Sin embargo el juicio racionalista no fue el mayoritario. Más extendida parecía estar la creencia de que los seres malignos de la noche adoptan la forma de animales malignos y dañinos, Aristófanes (Ranas) recuerda las facultades de la temible Empusa, “antes era un buey, hace un momento un mulo, y ahora es una mujer guapísima... ahora es un perro... todo su rostro resplandece de fuego”.
Nadie se expondría en solitario al peligro de la noche. Pero hay ciertas ocasiones en que es inevitable, como en el velatorio de un difunto (destinado a proteger al cadáver de ser profanado o mutilado), descrito por Apuleyo (Asno de oro) y que tiene lugar en Tesalia, región infestada de brujas, de la que el poeta Horacio menciona sus famosos sueños, terrores mágicos, milagros, brujas, fantasmas nocturnos y portentos.

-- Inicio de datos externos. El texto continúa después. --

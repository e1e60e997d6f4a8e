// Licensed under the Apache-2.0 license

use c3_rom_common::fatal_error;
use core::fmt::Write;
use riscv_csr::csr::{ReadWriteRiscvCsr, MCAUSE, MEPC, MTVAL};
use romtime::{HexWord, RomError};
use tock_registers::interfaces::Readable;

/// Called from `_trap_vector` on a fresh stack. The ROM never enables
/// interrupts, so every trap is an exception.
#[no_mangle]
pub extern "C" fn trap_handler() -> ! {
    let mcause = ReadWriteRiscvCsr::<usize, (), MCAUSE>::new().get();
    let mepc = ReadWriteRiscvCsr::<usize, (), MEPC>::new().get();
    let mtval = ReadWriteRiscvCsr::<usize, (), MTVAL>::new().get();
    romtime::println!(
        "Exception mcause=0x{} mepc=0x{} mtval=0x{}",
        HexWord(mcause as u32),
        HexWord(mepc as u32),
        HexWord(mtval as u32)
    );
    fatal_error(RomError::ROM_TRAP)
}
// Licensed under the Apache-2.0 license

#[cfg(test)]
mod test {
    use crate::test::{download_chip, run_session, APP_ENTRY};
    use c3_builder::LoaderClient;
    use c3_hw_model::PERIPHERALS;
    use c3_rom_common::download::{LoaderError, Opcode};
    use c3_rom_common::{BootOutcome, JumpKind};
    use romtime::RomError;

    /// Large enough to need two MEM_DATA blocks.
    fn stub() -> Vec<u8> {
        (0..0x2000u32).map(|i| (i * 7) as u8).collect()
    }

    #[test]
    fn test_load_and_run_stub() {
        let code = stub();
        let mut chip = download_chip(Default::default());
        let mut client = LoaderClient::new();
        client
            .sync()
            .load_ram(APP_ENTRY, &code)
            .load_ram(0x3fc9_0000, b"stub data")
            .mem_end(true, APP_ENTRY);
        let (report, responses) = run_session(&mut chip, &client);

        assert_eq!(
            report.outcome,
            BootOutcome::Jump {
                entry: APP_ENTRY,
                kind: JumpKind::RamLoader
            }
        );
        assert!(!report.watchdog_armed);
        assert_eq!(responses.len(), client.commands());
        assert!(responses.iter().all(|r| r.is_ok()), "{responses:?}");
        assert_eq!(chip.read_memory(APP_ENTRY, code.len()), Some(code));
        assert_eq!(
            chip.read_memory(0x3fc9_0000, 9),
            Some(b"stub data".to_vec())
        );
    }

    #[test]
    fn test_mem_end_without_entry_halts() {
        let mut chip = download_chip(Default::default());
        let mut client = LoaderClient::new();
        client.sync().mem_end(true, 0);
        let (report, _) = run_session(&mut chip, &client);
        assert_eq!(
            report.outcome,
            BootOutcome::Halt(RomError::DOWNLOAD_NO_USER_CODE)
        );
    }

    #[test]
    fn test_load_over_rom_data_is_refused() {
        let mut chip = download_chip(Default::default());
        let mut client = LoaderClient::new();
        client
            .sync()
            .mem_begin(0x100, 1, 0x1800, 0x3fcc_0000)
            .mem_end(true, 0x3fc8_0000);
        let (report, responses) = run_session(&mut chip, &client);
        assert_eq!(responses[1].opcode(), Some(Opcode::MemBegin));
        assert_eq!(responses[1].error, Some(LoaderError::FailedToAct));
        // DRAM entry is not executable; the host is left talking to the ROM
        assert_eq!(responses[2].error, Some(LoaderError::FailedToAct));
        assert_eq!(
            report.outcome,
            BootOutcome::Halt(RomError::DOWNLOAD_CHANNELS_CLOSED)
        );
    }

    #[test]
    fn test_register_access() {
        let reg = PERIPHERALS.start + 0x8000;
        let mut chip = download_chip(Default::default());
        let mut client = LoaderClient::new();
        client
            .sync()
            .write_reg(reg, 0xdead_beef, u32::MAX, 0)
            .write_reg(reg, 0x0000_1234, 0x0000_ffff, 25)
            .read_reg(reg)
            .read_reg(0x1000_0000);
        let (report, responses) = run_session(&mut chip, &client);

        assert!(responses[..4].iter().all(|r| r.is_ok()), "{responses:?}");
        assert_eq!(responses[3].value, 0xdead_1234);
        assert_eq!(chip.soc().elapsed_us, 25);
        assert_eq!(report.elapsed_us, 25);
        // nothing is mapped there
        assert_eq!(responses[4].error, Some(LoaderError::FailedToAct));
    }
}
// Licensed under the Apache-2.0 license

//! SPI1 user-command access to the external flash.
//!
//! Every operation is issued as a single user transaction: an 8-bit
//! command, an optional 24-bit address and up to 64 bytes of data through
//! the W0..W15 buffer.

use crate::static_ref::StaticRef;
use tock_registers::interfaces::{ReadWriteable, Readable, Writeable};
use tock_registers::registers::ReadWrite;
use tock_registers::{register_bitfields, register_structs};

pub const SPI1_BASE: StaticRef<SpiMemRegisters> =
    unsafe { StaticRef::new(0x6000_2000 as *const SpiMemRegisters) };

/// Bytes moved per user transaction.
pub const SPI_BUFFER_LEN: usize = 64;
pub const FLASH_PAGE_LEN: usize = 256;

const CMD_WRITE_ENABLE: u8 = 0x06;
const CMD_READ_STATUS: u8 = 0x05;
const CMD_READ_DATA: u8 = 0x03;
const CMD_PAGE_PROGRAM: u8 = 0x02;
const CMD_SECTOR_ERASE: u8 = 0x20;
const CMD_READ_ID: u8 = 0x9f;
const STATUS_WIP: u32 = 1 << 0;
const BUSY_SPIN_LIMIT: u32 = 0x0100_0000;

register_structs! {
    pub SpiMemRegisters {
        (0x000 => cmd: ReadWrite<u32, CMD::Register>),
        (0x004 => addr: ReadWrite<u32>),
        (0x008 => _reserved0),
        (0x018 => user: ReadWrite<u32, USER::Register>),
        (0x01C => user1: ReadWrite<u32, USER1::Register>),
        (0x020 => user2: ReadWrite<u32, USER2::Register>),
        (0x024 => mosi_dlen: ReadWrite<u32>),
        (0x028 => miso_dlen: ReadWrite<u32>),
        (0x02C => _reserved1),
        (0x058 => w: [ReadWrite<u32>; 16]),
        (0x098 => @END),
    }
}

register_bitfields![u32,
    CMD [
        USR OFFSET(18) NUMBITS(1) [],
    ],
    USER [
        USR_MOSI OFFSET(27) NUMBITS(1) [],
        USR_MISO OFFSET(28) NUMBITS(1) [],
        USR_DUMMY OFFSET(29) NUMBITS(1) [],
        USR_ADDR OFFSET(30) NUMBITS(1) [],
        USR_COMMAND OFFSET(31) NUMBITS(1) [],
    ],
    USER1 [
        USR_DUMMY_CYCLELEN OFFSET(0) NUMBITS(6) [],
        USR_ADDR_BITLEN OFFSET(26) NUMBITS(6) [],
    ],
    USER2 [
        USR_COMMAND_VALUE OFFSET(0) NUMBITS(16) [],
        USR_COMMAND_BITLEN OFFSET(28) NUMBITS(4) [],
    ],
];

#[derive(Debug, Clone, Copy, PartialEq, Eq)]
pub enum SpiMemError {
    /// Transaction or busy poll never completed.
    Timeout,
    /// Request crosses a page or exceeds the transfer buffer.
    Length,
}

pub struct SpiMem {
    registers: StaticRef<SpiMemRegisters>,
}

impl SpiMem {
    pub const fn new(registers: StaticRef<SpiMemRegisters>) -> Self {
        SpiMem { registers }
    }

    fn transact(
        &self,
        command: u8,
        addr: Option<u32>,
        mosi: &[u8],
        miso: &mut [u8],
    ) -> Result<(), SpiMemError> {
        if mosi.len() > SPI_BUFFER_LEN || miso.len() > SPI_BUFFER_LEN {
            return Err(SpiMemError::Length);
        }
        self.registers.user.write(
            USER::USR_COMMAND::SET
                + USER::USR_ADDR.val(addr.is_some() as u32)
                + USER::USR_MOSI.val(!mosi.is_empty() as u32)
                + USER::USR_MISO.val(!miso.is_empty() as u32),
        );
        self.registers.user2.write(
            USER2::USR_COMMAND_VALUE.val(command as u32) + USER2::USR_COMMAND_BITLEN.val(7),
        );
        if let Some(addr) = addr {
            self.registers
                .user1
                .modify(USER1::USR_ADDR_BITLEN.val(23));
            self.registers.addr.set(addr << 8);
        }
        if !mosi.is_empty() {
            self.registers.mosi_dlen.set(mosi.len() as u32 * 8 - 1);
            for (reg, chunk) in self.registers.w.iter().zip(mosi.chunks(4)) {
                let mut word = [0u8; 4];
                word[..chunk.len()].copy_from_slice(chunk);
                reg.set(u32::from_le_bytes(word));
            }
        }
        if !miso.is_empty() {
            self.registers.miso_dlen.set(miso.len() as u32 * 8 - 1);
        }
        self.registers.cmd.modify(CMD::USR::SET);
        let mut spins = 0;
        while self.registers.cmd.is_set(CMD::USR) {
            spins += 1;
            if spins >= BUSY_SPIN_LIMIT {
                return Err(SpiMemError::Timeout);
            }
        }
        for (reg, chunk) in self.registers.w.iter().zip(miso.chunks_mut(4)) {
            let word = reg.get().to_le_bytes();
            chunk.copy_from_slice(&word[..chunk.len()]);
        }
        Ok(())
    }

    pub fn read_id(&self) -> Result<u32, SpiMemError> {
        let mut id = [0u8; 3];
        self.transact(CMD_READ_ID, None, &[], &mut id)?;
        Ok(u32::from_le_bytes([id[0], id[1], id[2], 0]))
    }

    pub fn read_status(&self) -> Result<u32, SpiMemError> {
        let mut status = [0u8; 1];
        self.transact(CMD_READ_STATUS, None, &[], &mut status)?;
        Ok(status[0] as u32)
    }

    pub fn wait_idle(&self) -> Result<(), SpiMemError> {
        for _ in 0..BUSY_SPIN_LIMIT {
            if self.read_status()? & STATUS_WIP == 0 {
                return Ok(());
            }
        }
        Err(SpiMemError::Timeout)
    }

    pub fn write_enable(&self) -> Result<(), SpiMemError> {
        self.transact(CMD_WRITE_ENABLE, None, &[], &mut [])
    }

    pub fn read(&self, addr: u32, buf: &mut [u8]) -> Result<(), SpiMemError> {
        let mut addr = addr;
        for chunk in buf.chunks_mut(SPI_BUFFER_LEN) {
            self.transact(CMD_READ_DATA, Some(addr), &[], chunk)?;
            addr += chunk.len() as u32;
        }
        Ok(())
    }

    /// Programs at most [`SPI_BUFFER_LEN`] bytes that stay inside one page.
    pub fn page_program(&self, addr: u32, data: &[u8]) -> Result<(), SpiMemError> {
        let page_left = FLASH_PAGE_LEN - (addr as usize % FLASH_PAGE_LEN);
        if data.len() > page_left {
            return Err(SpiMemError::Length);
        }
        self.write_enable()?;
        self.transact(CMD_PAGE_PROGRAM, Some(addr), data, &mut [])?;
        self.wait_idle()
    }

    /// Writes `data` at `addr`, splitting on page and buffer boundaries.
    pub fn write(&self, addr: u32, data: &[u8]) -> Result<(), SpiMemError> {
        let mut addr = addr;
        let mut data = data;
        while !data.is_empty() {
            let page_left = FLASH_PAGE_LEN - (addr as usize % FLASH_PAGE_LEN);
            let n = data.len().min(page_left).min(SPI_BUFFER_LEN);
            self.page_program(addr, &data[..n])?;
            addr += n as u32;
            data = &data[n..];
        }
        Ok(())
    }

    pub fn sector_erase(&self, addr: u32) -> Result<(), SpiMemError> {
        self.write_enable()?;
        self.transact(CMD_SECTOR_ERASE, Some(addr), &[], &mut [])?;
        self.wait_idle()
    }
}

#[cfg(test)]
mod tests {
    use super::*;

    fn spi(mem: &mut [u32; 0x98 / 4]) -> SpiMem {
        SpiMem::new(unsafe { StaticRef::new(mem.as_mut_ptr() as *const SpiMemRegisters) })
    }

    #[test]
    fn test_oversize_transfer_rejected() {
        let mut mem = [0u32; 0x98 / 4];
        let spi = spi(&mut mem);
        assert_eq!(
            spi.page_program(0xf0, &[0u8; 32]),
            Err(SpiMemError::Length)
        );
    }

    #[test]
    fn test_read_setup() {
        // with no hardware the USR bit stays set until the spin limit
        let mut mem = [0u32; 0x98 / 4];
        let spi = spi(&mut mem);
        let mut buf = [0u8; 4];
        assert_eq!(spi.read(0x1000, &mut buf), Err(SpiMemError::Timeout));
        assert_eq!(mem[0x4 / 4], 0x1000 << 8);
        assert_eq!(mem[0x28 / 4], 31);
        assert_eq!(mem[0x20 / 4] & 0xffff, 0x03);
    }
}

Durante la guardia fúnebre, en la que queda vigilante una persona en solitario, ocurre que una de estas brujas adopta la forma de una animal dañino: “Yo me encuentro ya completamente dominado por el pánico cuando, de repente, una comadreja que se ha deslizado subrepticiamente se detiene frente a mí y fija en mí una mirada tan sumamente penetrante que el diminuto animal, con su desmedida confianza en sí mismo, consigue turbar mi espíritu”. La desdichada vigilia acaba, como es sabido, con el joven horriblemente mutilado por las brujas.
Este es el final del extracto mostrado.